Nirmatrelvir-ritonavir use among adults hospitalized with COVID-19 during the Omicron phase of the COVID-19 pandemic, Canadian Nosocomial Infection Surveillance Program

Can Commun Dis Rep. 2023 Aug 1;49(7-8):351-357. doi: 10.14745/ccdr.v49i78a07.

Abstract

Background: Recent studies have demonstrated the effectiveness of nirmatrelvir-ritonavir in reducing the risk of progression to severe disease among outpatients with mild to moderate coronavirus disease 2019 (COVID-19); however, data are limited regarding the use and role of nirmatrelvir-ritonavir among hospitalized patients. This study describes the use and outcomes of nirmatrelvir-ritonavir among adults hospitalized with COVID-19 in a sentinel network of Canadian acute care hospitals during the Omicron variant phase of the pandemic.

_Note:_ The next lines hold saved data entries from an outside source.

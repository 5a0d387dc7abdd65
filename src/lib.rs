//! Sketchbook Sim - deterministic cores for a handful of canvas sketches
//!
//! Core modules:
//! - `sim`: Artillery duel (terrain, ballistics, explosions, turns)
//! - `runner`: Endless side-scroller simulation
//! - `numeric`: Fibonacci / nearest palindrome on big integers
//! - `settings`: Data-driven tunables
//! - `error`: Error types surfaced to callers

pub mod error;
pub mod numeric;
pub mod runner;
pub mod settings;
pub mod sim;

pub use error::NumericError;
pub use settings::Settings;

/// Artillery configuration constants
pub mod consts {
    /// Playfield size in pixel units
    pub const FIELD_WIDTH: f32 = 800.0;
    pub const FIELD_HEIGHT: f32 = 600.0;
    /// Edge length of one terrain cell in pixel units
    pub const CELL_SIZE: f32 = 4.0;

    /// Tank footprint in cells
    pub const TANK_WIDTH: i32 = 6;
    pub const TANK_HEIGHT: i32 = 4;
    /// Barrel length in pixel units (projectile spawns at the tip)
    pub const BARREL_LENGTH: f32 = 20.0;
    /// Power-to-launch-speed factor
    pub const LAUNCH_SPEED_FACTOR: f32 = 0.2;

    /// Aim limits (degrees, -90 is straight up)
    pub const MIN_ANGLE: f32 = -180.0;
    pub const MAX_ANGLE: f32 = 0.0;
    pub const MAX_POWER: f32 = 100.0;
    pub const MAX_HEALTH: f32 = 100.0;

    /// Per-tick input step sizes for a held key
    pub const AIM_STEP: f32 = 1.0;
    pub const POWER_STEP: f32 = 0.5;

    /// Stone bounce response
    pub const STONE_RESTITUTION: f32 = 0.7;
    pub const STONE_FRICTION: f32 = 0.8;

    /// Blast radii in pixel units
    pub const BLAST_RADIUS: f32 = 40.0;
    pub const BIG_BLAST_RADIUS: f32 = 60.0;
    /// Damage bounds (centre, edge of reach)
    pub const MAX_DAMAGE: f32 = 25.0;
    pub const MIN_DAMAGE: f32 = 10.0;
    pub const BIG_MAX_DAMAGE: f32 = 40.0;
    pub const BIG_MIN_DAMAGE: f32 = 20.0;

    /// Damage to the opponent that counts as a streak hit
    pub const STREAK_HIT_DAMAGE: f32 = 20.0;
    /// Consecutive hits needed to arm a big shot
    pub const STREAK_FOR_BIG_SHOT: u32 = 3;

    /// Ticks after which a flight is forcibly ended (20 s at 60 Hz)
    pub const MAX_FLIGHT_TICKS: u32 = 1_200;
    /// A stone bounce leaving the shot slower than this counts as settling
    pub const REST_SPEED: f32 = 1.0;
    /// Settling bounces after which a shot detonates where it lies
    pub const REST_BOUNCES: u32 = 20;
}

/// Re-map `value` from one range onto another (unclamped)
#[inline]
pub fn map_range(value: f32, from_lo: f32, from_hi: f32, to_lo: f32, to_hi: f32) -> f32 {
    to_lo + (value - from_lo) / (from_hi - from_lo) * (to_hi - to_lo)
}
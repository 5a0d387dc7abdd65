//! Explosion resolution
//!
//! Clears sand inside the blast circle, applies distance-falloff damage to
//! both tanks and keeps the shooter's hit streak up to date.

use glam::Vec2;
use serde::{Deserialize, Serialize};

use super::state::{PlayerId, Tank};
use super::terrain::{Material, TerrainGrid};
use crate::consts::*;
use crate::map_range;

/// Blast parameters for one shot type
#[derive(Debug, Clone, Copy, PartialEq)]
pub struct BlastProfile {
    /// Radius in pixel units
    pub radius: f32,
    /// Damage at the centre
    pub max_damage: f32,
    /// Damage at the edge of reach
    pub min_damage: f32,
}

impl BlastProfile {
    pub fn for_shot(big_shot: bool) -> Self {
        if big_shot {
            Self {
                radius: BIG_BLAST_RADIUS,
                max_damage: BIG_MAX_DAMAGE,
                min_damage: BIG_MIN_DAMAGE,
            }
        } else {
            Self {
                radius: BLAST_RADIUS,
                max_damage: MAX_DAMAGE,
                min_damage: MIN_DAMAGE,
            }
        }
    }

    /// Radius in whole cells
    #[inline]
    pub fn grid_radius(&self) -> i32 {
        (self.radius / CELL_SIZE).floor() as i32
    }

    /// Furthest a tank centre can be and still take damage
    #[inline]
    pub fn reach(&self, tank_width_cells: i32) -> f32 {
        self.radius + tank_width_cells as f32 * CELL_SIZE / 2.0
    }

    /// Damage at `distance` from the blast for a tank of the given width
    pub fn damage_at(&self, distance: f32, tank_width_cells: i32) -> f32 {
        let reach = self.reach(tank_width_cells);
        if distance < reach {
            map_range(distance, 0.0, reach, self.max_damage, self.min_damage)
        } else {
            0.0
        }
    }
}

/// What an explosion did
#[derive(Debug, Clone, Copy, PartialEq, Serialize, Deserialize)]
pub struct ExplosionReport {
    /// Impact point in pixel units
    pub center: Vec2,
    pub radius: f32,
    pub big_shot: bool,
    pub damage_to_tank1: f32,
    pub damage_to_tank2: f32,
    pub cells_cleared: u32,
}

impl ExplosionReport {
    pub fn damage_to(&self, player: PlayerId) -> f32 {
        match player {
            PlayerId::One => self.damage_to_tank1,
            PlayerId::Two => self.damage_to_tank2,
        }
    }
}

/// Turn sand into air within `grid_radius` cells of `center`
///
/// Returns the number of cells cleared. Stone is never touched.
pub fn carve_crater(terrain: &mut TerrainGrid, center: Vec2, grid_radius: i32) -> u32 {
    let cx = (center.x / CELL_SIZE).floor() as i32;
    let cy = (center.y / CELL_SIZE).floor() as i32;
    let r2 = grid_radius * grid_radius;
    let mut cleared = 0;

    for i in -grid_radius..=grid_radius {
        for j in -grid_radius..=grid_radius {
            if i * i + j * j > r2 {
                continue;
            }
            let (col, row) = (cx + i, cy + j);
            if terrain.cell_at(col, row) == Some(Material::Sand) {
                terrain.set_cell(col, row, Material::Air);
                cleared += 1;
            }
        }
    }
    cleared
}

/// Damage one tank; returns the damage rolled (before the zero floor)
pub fn damage_tank(tank: &mut Tank, center: Vec2, profile: &BlastProfile) -> f32 {
    let distance = center.distance(tank.center());
    let damage = profile.damage_at(distance, tank.width);
    if damage > 0.0 {
        tank.apply_damage(damage);
    }
    damage
}

/// Update the shooter's streak after a non-big shot
pub fn update_streak(shooter: &mut Tank, damage_to_opponent: f32) {
    if damage_to_opponent >= STREAK_HIT_DAMAGE {
        shooter.consecutive_hits += 1;
        if shooter.big_shot_ready() {
            log::info!("{:?} has a big shot ready", shooter.player);
        }
    } else {
        shooter.consecutive_hits = 0;
    }
}

/// Resolve a full explosion against the terrain and both tanks
pub fn explode(
    terrain: &mut TerrainGrid,
    tank1: &mut Tank,
    tank2: &mut Tank,
    center: Vec2,
    owner: PlayerId,
    big_shot: bool,
) -> ExplosionReport {
    let profile = BlastProfile::for_shot(big_shot);
    let cells_cleared = carve_crater(terrain, center, profile.grid_radius());

    let damage_to_tank1 = damage_tank(tank1, center, &profile);
    let damage_to_tank2 = damage_tank(tank2, center, &profile);

    // Big shots already consumed the streak when fired
    if !big_shot {
        match owner {
            PlayerId::One => update_streak(tank1, damage_to_tank2),
            PlayerId::Two => update_streak(tank2, damage_to_tank1),
        }
    }

    log::debug!(
        "Explosion at ({:.1}, {:.1}) r={} cleared={} dmg=({:.1}, {:.1})",
        center.x,
        center.y,
        profile.radius,
        cells_cleared,
        damage_to_tank1,
        damage_to_tank2
    );

    ExplosionReport {
        center,
        radius: profile.radius,
        big_shot,
        damage_to_tank1,
        damage_to_tank2,
        cells_cleared,
    }
}
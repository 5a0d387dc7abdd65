//! Fibonacci / nearest palindrome utility
//!
//! Stateless functions on arbitrary-precision integers. The palindrome
//! search walks outward from the value, lower side first, and gives up
//! after a fixed number of offsets to bound the cost of a single call.

use std::fmt;

use num_bigint::BigUint;
use num_traits::{One, Zero};
use serde::{Deserialize, Serialize};

use crate::error::NumericError;

/// Largest offset tried by [`nearest_palindrome`]
pub const MAX_PALINDROME_OFFSET: u64 = 500_000;

/// Compute the n-th Fibonacci number iteratively
pub fn fibonacci(n: u64) -> BigUint {
    if n == 0 {
        return BigUint::zero();
    }

    let mut a = BigUint::zero();
    let mut b = BigUint::one();
    for _ in 2..=n {
        let next = &a + &b;
        a = std::mem::replace(&mut b, next);
    }
    b
}

/// Whether the decimal representation reads the same both ways
pub fn is_palindrome(value: &BigUint) -> bool {
    let digits = value.to_str_radix(10);
    let bytes = digits.as_bytes();
    bytes.iter().eq(bytes.iter().rev())
}

/// Find the palindrome closest to `value`
///
/// Ties go to the smaller candidate because the lower side is checked
/// first at every offset.
pub fn nearest_palindrome(value: &BigUint) -> Result<BigUint, NumericError> {
    if is_palindrome(value) {
        return Ok(value.clone());
    }

    let mut offset = BigUint::one();
    for _ in 1..=MAX_PALINDROME_OFFSET {
        if *value >= offset {
            let below = value - &offset;
            if is_palindrome(&below) {
                return Ok(below);
            }
        }
        let above = value + &offset;
        if is_palindrome(&above) {
            return Ok(above);
        }
        offset += 1u32;
    }

    log::warn!(
        "palindrome search exhausted after {} offsets",
        MAX_PALINDROME_OFFSET
    );
    Err(NumericError::SearchExhausted {
        ceiling: MAX_PALINDROME_OFFSET,
    })
}

/// A request from the input form
#[derive(Debug, Clone, Copy, PartialEq, Eq, Serialize, Deserialize)]
pub struct FibonacciRequest {
    pub n: i64,
}

impl FibonacciRequest {
    /// Parse raw text typed by the user
    pub fn parse(input: &str) -> Result<Self, NumericError> {
        let trimmed = input.trim();
        match trimmed.parse::<i64>() {
            Ok(n) if n >= 0 => Ok(Self { n }),
            _ => Err(NumericError::InvalidInput {
                input: input.to_string(),
            }),
        }
    }

    /// Parse a JSON request body like `{"n": 20}`
    pub fn from_json(json: &str) -> Result<Self, NumericError> {
        serde_json::from_str(json).map_err(|_| NumericError::InvalidInput {
            input: json.to_string(),
        })
    }
}

/// Result of evaluating a [`FibonacciRequest`]
#[derive(Debug, Clone, PartialEq, Eq)]
pub struct FibonacciReport {
    pub n: u64,
    pub fibonacci_value: BigUint,
    pub nearest_palindrome: BigUint,
    pub difference: BigUint,
}

impl fmt::Display for FibonacciReport {
    fn fmt(&self, f: &mut fmt::Formatter<'_>) -> fmt::Result {
        writeln!(f, "N: {}", self.n)?;
        writeln!(f, "Fibonacci Value: {}", self.fibonacci_value)?;
        writeln!(f, "Nearest Palindrome: {}", self.nearest_palindrome)?;
        write!(f, "Difference: {}", self.difference)
    }
}

/// Compute the Fibonacci value, its nearest palindrome and their distance
pub fn evaluate(request: FibonacciRequest) -> Result<FibonacciReport, NumericError> {
    let n = u64::try_from(request.n).map_err(|_| NumericError::InvalidInput {
        input: request.n.to_string(),
    })?;

    if n > 100 {
        log::info!("computing fibonacci({}), large gaps may take a while", n);
    }

    let fibonacci_value = fibonacci(n);
    let nearest_palindrome = nearest_palindrome(&fibonacci_value)?;
    let difference = if fibonacci_value > nearest_palindrome {
        &fibonacci_value - &nearest_palindrome
    } else {
        &nearest_palindrome - &fibonacci_value
    };

    Ok(FibonacciReport {
        n,
        fibonacci_value,
        nearest_palindrome,
        difference,
    })
}

#[cfg(test)]
mod tests {
    use super::*;
    use proptest::prelude::*;

    fn big(v: u64) -> BigUint {
        BigUint::from(v)
    }

    fn is_pal_u64(v: u64) -> bool {
        let s = v.to_string();
        s.chars().eq(s.chars().rev())
    }

    #[test]
    fn test_fibonacci_base_cases() {
        assert_eq!(fibonacci(0), big(0));
        assert_eq!(fibonacci(1), big(1));
        assert_eq!(fibonacci(2), big(1));
        assert_eq!(fibonacci(10), big(55));
        assert_eq!(fibonacci(20), big(6765));
    }

    #[test]
    fn test_fibonacci_past_u64() {
        // fib(93) is the last one that fits in a u64
        assert_eq!(fibonacci(93), big(12_200_160_415_121_876_738));
        let f100 = fibonacci(100);
        assert_eq!(f100.to_string(), "354224848179261915075");
    }

    #[test]
    fn test_palindrome_examples() {
        assert_eq!(nearest_palindrome(&big(55)), Ok(big(55)));
        // 6764 is not a palindrome, 6776 is found at offset 11
        assert!(!is_palindrome(&big(6764)));
        assert_eq!(nearest_palindrome(&big(6765)), Ok(big(6776)));
    }

    #[test]
    fn test_palindrome_tie_prefers_lower() {
        // 10 is equidistant from 9 and 11
        assert_eq!(nearest_palindrome(&big(10)), Ok(big(9)));
        // 100 is equidistant from 99 and 101
        assert_eq!(nearest_palindrome(&big(100)), Ok(big(99)));
    }

    #[test]
    fn test_gap_too_large() {
        let v: BigUint = "100000005000000".parse().unwrap();
        assert_eq!(
            nearest_palindrome(&v),
            Err(NumericError::SearchExhausted { ceiling: 500_000 })
        );
        // Closest palindrome 100000000000001 is one offset past the ceiling
        let v: BigUint = "100000000500002".parse().unwrap();
        assert_eq!(
            nearest_palindrome(&v),
            Err(NumericError::SearchExhausted { ceiling: 500_000 })
        );
    }

    #[test]
    fn test_palindrome_at_ceiling_is_found() {
        // 1000000000001 and 1000001000001 are both exactly 500000 away
        let v: BigUint = "1000000500001".parse().unwrap();
        let expected: BigUint = "1000000000001".parse().unwrap();
        assert_eq!(nearest_palindrome(&v), Ok(expected));
    }

    #[test]
    fn test_zero_and_single_digits() {
        for v in 0..10u64 {
            assert_eq!(nearest_palindrome(&big(v)), Ok(big(v)));
        }
    }

    #[test]
    fn test_evaluate_report() {
        let report = evaluate(FibonacciRequest { n: 20 }).unwrap();
        assert_eq!(report.fibonacci_value, big(6765));
        assert_eq!(report.nearest_palindrome, big(6776));
        assert_eq!(report.difference, big(11));
        assert_eq!(
            report.to_string(),
            "N: 20\nFibonacci Value: 6765\nNearest Palindrome: 6776\nDifference: 11"
        );
    }

    #[test]
    fn test_invalid_requests() {
        assert!(matches!(
            evaluate(FibonacciRequest { n: -1 }),
            Err(NumericError::InvalidInput { .. })
        ));
        assert!(matches!(
            FibonacciRequest::parse("abc"),
            Err(NumericError::InvalidInput { .. })
        ));
        assert!(matches!(
            FibonacciRequest::parse("-4"),
            Err(NumericError::InvalidInput { .. })
        ));
        assert!(matches!(
            FibonacciRequest::parse("2.5"),
            Err(NumericError::InvalidInput { .. })
        ));
        assert_eq!(FibonacciRequest::parse(" 20 "), Ok(FibonacciRequest { n: 20 }));
        assert_eq!(
            FibonacciRequest::from_json(r#"{"n": 7}"#),
            Ok(FibonacciRequest { n: 7 })
        );
        assert!(FibonacciRequest::from_json(r#"{"n": 1.5}"#).is_err());
    }

    proptest! {
        #[test]
        fn prop_fibonacci_recurrence(n in 0u64..300) {
            prop_assert_eq!(fibonacci(n + 2), fibonacci(n) + fibonacci(n + 1));
        }

        #[test]
        fn prop_nearest_is_palindrome_and_closest(v in 0u64..200_000) {
            let found = nearest_palindrome(&big(v)).unwrap();
            prop_assert!(is_palindrome(&found));

            let found: u64 = found.to_string().parse().unwrap();
            let gap = found.abs_diff(v);
            // Nothing strictly closer on either side, and a lower tie wins
            for d in 0..gap {
                if d <= v {
                    prop_assert!(!is_pal_u64(v - d));
                }
                prop_assert!(!is_pal_u64(v + d));
            }
            if found > v && gap <= v {
                prop_assert!(!is_pal_u64(v - gap));
            }
        }

        #[test]
        fn prop_palindromes_are_fixed_points(half in 0u64..100_000) {
            let s = half.to_string();
            let mirrored: String = s.chars().rev().collect();
            let p: u64 = format!("{s}{mirrored}").parse().unwrap();
            prop_assert_eq!(nearest_palindrome(&big(p)), Ok(big(p)));
        }
    }
}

Methods: The Canadian Nosocomial Infection Surveillance Program conducts surveillance of hospitalized patients with COVID-19 in acute care hospitals across Canada. Demographic, clinical, treatment and 30-day outcome data were collected by chart review by trained infection control professionals using standardized questionnaires.

Results: From January 1 to December 31, 2022, 13% (n=490/3,731) of adult patients (18 years of age and older) hospitalized with COVID-19 in 40 acute care hospitals received nirmatrelvir-ritonavir either at admission or during hospitalization. Most inpatients who received nirmatrelvir-ritonavir, 79% of whom were fully vaccinated, had at least one pre-existing comorbidity (97%) and were of advanced age (median=79 years). Few were admitted to an intensive care unit (2.3%) and among the 490 nirmatrelvir-ritonavir treated inpatients, there were 13 (2.7%) deaths attributable to COVID-19.

Conclusion: These findings from a large sentinel network of Canadian acute-care hospitals suggest that nirmatrelvir-ritonavir is being used to treat adult COVID-19 patients at admission who are at risk of progression to severe disease or those who acquired COVID-19 in hospital. Additional research on the efficacy and indications for nirmatrelvir-ritonavir use in hospitalized patients is warranted to inform future policies and guidelines.

Keywords: COVID-19; Omicron; hospitalized patients; nirmatrelvir-ritonavir.